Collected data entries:
Start of Block
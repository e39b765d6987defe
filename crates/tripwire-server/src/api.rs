//! HTTP surface.
//!
//! Static endpoints:
//! - `GET /api/v1/health` — static liveness probe
//! - `GET /api/v1/functions` — configured functions with their registered
//!   source attached (diagnostic use)
//! - `GET /api/v1/ws` — WebSocket status channel: echoes client text and
//!   pushes every [`NotificationSink`] broadcast
//!
//! Plus one route per HTTP-triggered function, mounted from the
//! [`RouteTable`] the trigger handlers registered into. Trigger execution
//! failures surface as a normal response with `{status: error, message}`,
//! never as a 5xx.

use std::collections::HashSet;
use std::sync::Arc;

use axum::extract::ws::{Message, WebSocket, WebSocketUpgrade};
use axum::extract::State;
use axum::response::Response;
use axum::routing::{get, on, MethodFilter};
use axum::{Json, Router};
use serde_json::{json, Value};
use tokio::sync::mpsc;
use tripwire_core::{
    fire_http, FunctionDefs, FunctionExecutor, FunctionRegistry, NotificationSink, RouteTable,
};

/// Shared state for all request handlers.
#[derive(Clone)]
pub struct AppState {
    pub defs: Arc<FunctionDefs>,
    pub registry: FunctionRegistry,
    pub executor: FunctionExecutor,
    pub sink: NotificationSink,
}

const STATIC_PATHS: &[&str] = &["/api/v1/health", "/api/v1/functions", "/api/v1/ws"];

/// Build the full router: static endpoints plus every registered trigger
/// route.
///
/// A trigger route that cannot be mounted — unknown method, a path shadowing
/// a static endpoint, or a duplicate `(method, path)` pair — is logged and
/// skipped; `Router::route` would panic on an overlap, and one bad route
/// must not take down the rest.
pub fn build_router(state: AppState, routes: &RouteTable) -> Router {
    let mut router = Router::new()
        .route("/api/v1/health", get(health))
        .route("/api/v1/functions", get(list_functions))
        .route("/api/v1/ws", get(ws_endpoint));

    let mut mounted: HashSet<(String, String)> = HashSet::new();
    for route in routes.routes() {
        let Some(filter) = method_filter(&route.method) else {
            tracing::error!(method = %route.method, path = %route.path, "unmountable trigger route");
            continue;
        };
        if STATIC_PATHS.contains(&route.path.as_str()) {
            tracing::error!(path = %route.path, function = %route.function, "trigger route shadows a built-in endpoint");
            continue;
        }
        if !mounted.insert((route.method.clone(), route.path.clone())) {
            tracing::error!(method = %route.method, path = %route.path, function = %route.function, "duplicate trigger route");
            continue;
        }
        let function = route.function.clone();
        let handler_state = state.clone();
        let handler = move || {
            let function = function.clone();
            let state = handler_state.clone();
            async move { Json(fire_http(&state.executor, &state.sink, &function).await) }
        };
        tracing::info!(method = %route.method, path = %route.path, function = %route.function, "mounting trigger route");
        router = router.route(&route.path, on(filter, handler));
    }

    router.with_state(state)
}

fn method_filter(method: &str) -> Option<MethodFilter> {
    match method {
        "GET" => Some(MethodFilter::GET),
        "POST" => Some(MethodFilter::POST),
        "PUT" => Some(MethodFilter::PUT),
        "PATCH" => Some(MethodFilter::PATCH),
        "DELETE" => Some(MethodFilter::DELETE),
        _ => None,
    }
}

async fn health() -> Json<Value> {
    Json(json!({"status": "healthy"}))
}

async fn list_functions(State(state): State<AppState>) -> Json<Value> {
    let functions: Vec<Value> = state
        .defs
        .functions
        .iter()
        .map(|descriptor| {
            let mut entry = serde_json::to_value(descriptor).unwrap_or_else(|_| json!({}));
            if let Value::Object(map) = &mut entry {
                map.insert("code".into(), json!(state.registry.source(&descriptor.name)));
            }
            entry
        })
        .collect();
    Json(json!({"functions": functions}))
}

async fn ws_endpoint(ws: WebSocketUpgrade, State(state): State<AppState>) -> Response {
    ws.on_upgrade(move |socket| handle_socket(socket, state.sink))
}

/// Drive one WebSocket connection: echo client text, forward broadcasts.
async fn handle_socket(mut socket: WebSocket, sink: NotificationSink) {
    let (tx, mut rx) = mpsc::channel::<String>(64);
    let id = sink.register(tx);

    loop {
        tokio::select! {
            Some(broadcast) = rx.recv() => {
                if socket.send(Message::Text(broadcast)).await.is_err() {
                    break;
                }
            }
            incoming = socket.recv() => match incoming {
                Some(Ok(Message::Text(text))) => {
                    let echo = format!("Message received: {text}");
                    if socket.send(Message::Text(echo)).await.is_err() {
                        break;
                    }
                }
                Some(Ok(Message::Close(_))) | None => break,
                Some(Ok(_)) => {}
                Some(Err(e)) => {
                    tracing::warn!(error = %e, "websocket error");
                    break;
                }
            }
        }
    }

    sink.unregister(id);
    tracing::info!("client disconnected");
}

#[cfg(test)]
mod tests {
    use super::*;
    use axum::body::Body;
    use axum::http::{Request, StatusCode};
    use tower::ServiceExt;
    use tripwire_core::{FunctionDescriptor, HttpRoute, Namespace, TriggerSpec};

    fn state_with(defs: FunctionDefs) -> AppState {
        let registry = FunctionRegistry::new();
        registry.register_async(Namespace::Function, "run_report", "builtin: report", || async {
            Ok(json!({"rows": 3}))
        });
        AppState {
            defs: Arc::new(defs),
            registry: registry.clone(),
            executor: FunctionExecutor::new(registry),
            sink: NotificationSink::new(),
        }
    }

    async fn body_json(response: Response) -> Value {
        let bytes = axum::body::to_bytes(response.into_body(), usize::MAX)
            .await
            .expect("read body");
        serde_json::from_slice(&bytes).expect("json body")
    }

    #[tokio::test]
    async fn health_reports_healthy() {
        let router = build_router(state_with(FunctionDefs::default()), &RouteTable::new());

        let response = router
            .oneshot(
                Request::builder()
                    .uri("/api/v1/health")
                    .body(Body::empty())
                    .expect("request"),
            )
            .await
            .expect("response");

        assert_eq!(response.status(), StatusCode::OK);
        assert_eq!(body_json(response).await, json!({"status": "healthy"}));
    }

    #[tokio::test]
    async fn functions_listing_attaches_source() {
        let defs = FunctionDefs {
            functions: vec![FunctionDescriptor {
                name: "run_report".into(),
                trigger: TriggerSpec {
                    kind: "http".into(),
                    endpoint: Some("/api/v1/run-report".into()),
                    method: Some("POST".into()),
                    ..Default::default()
                },
            }],
        };
        let router = build_router(state_with(defs), &RouteTable::new());

        let response = router
            .oneshot(
                Request::builder()
                    .uri("/api/v1/functions")
                    .body(Body::empty())
                    .expect("request"),
            )
            .await
            .expect("response");

        let body = body_json(response).await;
        let entry = &body["functions"][0];
        assert_eq!(entry["name"], "run_report");
        assert_eq!(entry["code"], "builtin: report");
        assert_eq!(entry["trigger"]["type"], "http");
    }

    #[tokio::test]
    async fn trigger_route_mounted_and_fires() {
        let routes = RouteTable::new();
        routes
            .insert(HttpRoute {
                path: "/api/v1/run-report".into(),
                method: "POST".into(),
                function: "run_report".into(),
            })
            .expect("insert");
        let router = build_router(state_with(FunctionDefs::default()), &routes);

        let response = router
            .oneshot(
                Request::builder()
                    .method("POST")
                    .uri("/api/v1/run-report")
                    .body(Body::empty())
                    .expect("request"),
            )
            .await
            .expect("response");

        assert_eq!(response.status(), StatusCode::OK);
        assert_eq!(body_json(response).await, json!({"status": "success"}));
    }

    #[tokio::test]
    async fn route_shadowing_builtin_skipped_not_fatal() {
        let routes = RouteTable::new();
        routes
            .insert(HttpRoute {
                path: "/api/v1/health".into(),
                method: "GET".into(),
                function: "run_report".into(),
            })
            .expect("insert");
        routes
            .insert(HttpRoute {
                path: "/api/v1/run-report".into(),
                method: "POST".into(),
                function: "run_report".into(),
            })
            .expect("insert");

        // Building must not panic; the static endpoint keeps its handler
        // and the well-formed trigger route still mounts.
        let router = build_router(state_with(FunctionDefs::default()), &routes);

        let response = router
            .clone()
            .oneshot(
                Request::builder()
                    .uri("/api/v1/health")
                    .body(Body::empty())
                    .expect("request"),
            )
            .await
            .expect("response");
        assert_eq!(body_json(response).await, json!({"status": "healthy"}));

        let response = router
            .oneshot(
                Request::builder()
                    .method("POST")
                    .uri("/api/v1/run-report")
                    .body(Body::empty())
                    .expect("request"),
            )
            .await
            .expect("response");
        assert_eq!(body_json(response).await, json!({"status": "success"}));
    }

    #[tokio::test]
    async fn trigger_route_failure_is_normal_response() {
        let routes = RouteTable::new();
        routes
            .insert(HttpRoute {
                path: "/api/v1/ghost".into(),
                method: "POST".into(),
                function: "ghost".into(),
            })
            .expect("insert");
        let router = build_router(state_with(FunctionDefs::default()), &routes);

        let response = router
            .oneshot(
                Request::builder()
                    .method("POST")
                    .uri("/api/v1/ghost")
                    .body(Body::empty())
                    .expect("request"),
            )
            .await
            .expect("response");

        // Execution failure is payload-level, not transport-level.
        assert_eq!(response.status(), StatusCode::OK);
        let body = body_json(response).await;
        assert_eq!(body["status"], "error");
        assert_eq!(body["message"], "Function not found");
    }
}
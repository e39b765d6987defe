//! Uniform function execution.
//!
//! [`FunctionExecutor`] resolves a function name through the registry and
//! invokes the implementation, normalizing the calling convention: async
//! implementations are awaited in place on the calling task, blocking ones
//! are dispatched to tokio's blocking pool so they cannot stall the
//! scheduler. Either way the caller awaits one uniform [`Value`] result.
//!
//! Nothing escapes this module: a missing implementation, a returned error,
//! or a panic all become a structured `{"error": message}` value.

use std::panic::AssertUnwindSafe;

use futures::FutureExt;
use serde_json::{json, Value};

use crate::registry::{FunctionImpl, FunctionRegistry};

#[derive(Clone)]
pub struct FunctionExecutor {
    registry: FunctionRegistry,
}

impl FunctionExecutor {
    pub fn new(registry: FunctionRegistry) -> Self {
        Self { registry }
    }

    /// The registry this executor resolves against.
    pub fn registry(&self) -> &FunctionRegistry {
        &self.registry
    }

    /// Resolve `name` and run its implementation.
    ///
    /// Returns the implementation's value, or `{"error": message}` when the
    /// name does not resolve, the implementation fails, or it panics.
    ///
    /// A top-level `"error"` string key is reserved as the failure sentinel:
    /// trigger firings classify the result by its presence, so a successful
    /// implementation must not return one as ordinary data.
    pub async fn execute(&self, name: &str) -> Value {
        tracing::info!(function = %name, "executing function");

        let Some(implementation) = self.registry.lookup(name) else {
            tracing::error!(function = %name, "no implementation registered");
            return json!({"error": "Function not found"});
        };

        let result = match implementation {
            FunctionImpl::Async(f) => match AssertUnwindSafe(f()).catch_unwind().await {
                Ok(result) => result,
                Err(_) => Err(format!("function {name} panicked").into()),
            },
            FunctionImpl::Blocking(f) => match tokio::task::spawn_blocking(move || f()).await {
                Ok(result) => result,
                Err(join_err) => Err(format!("function {name} panicked: {join_err}").into()),
            },
        };

        match result {
            Ok(value) => value,
            Err(e) => {
                tracing::error!(function = %name, error = %e, "function execution failed");
                json!({"error": e.to_string()})
            }
        }
    }
}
End of Block
-- YOUR OBJECTIVE --
Return exactly the lines above from the line that has "pub fn registry(&self)" through the line that has "string key is", inclusive, and nothing else.

-- WRITTEN REPLY --
    pub fn registry(&self) -> &FunctionRegistry {
        &self.registry
    }

    /// Resolve `name` and run its implementation.
    ///
    /// Returns the implementation's value, or `{"error": message}` when the
    /// name does not resolve, the implementation fails, or it panics.
    ///
    /// A top-level `"error"` string key is reserved as the failure sentinel:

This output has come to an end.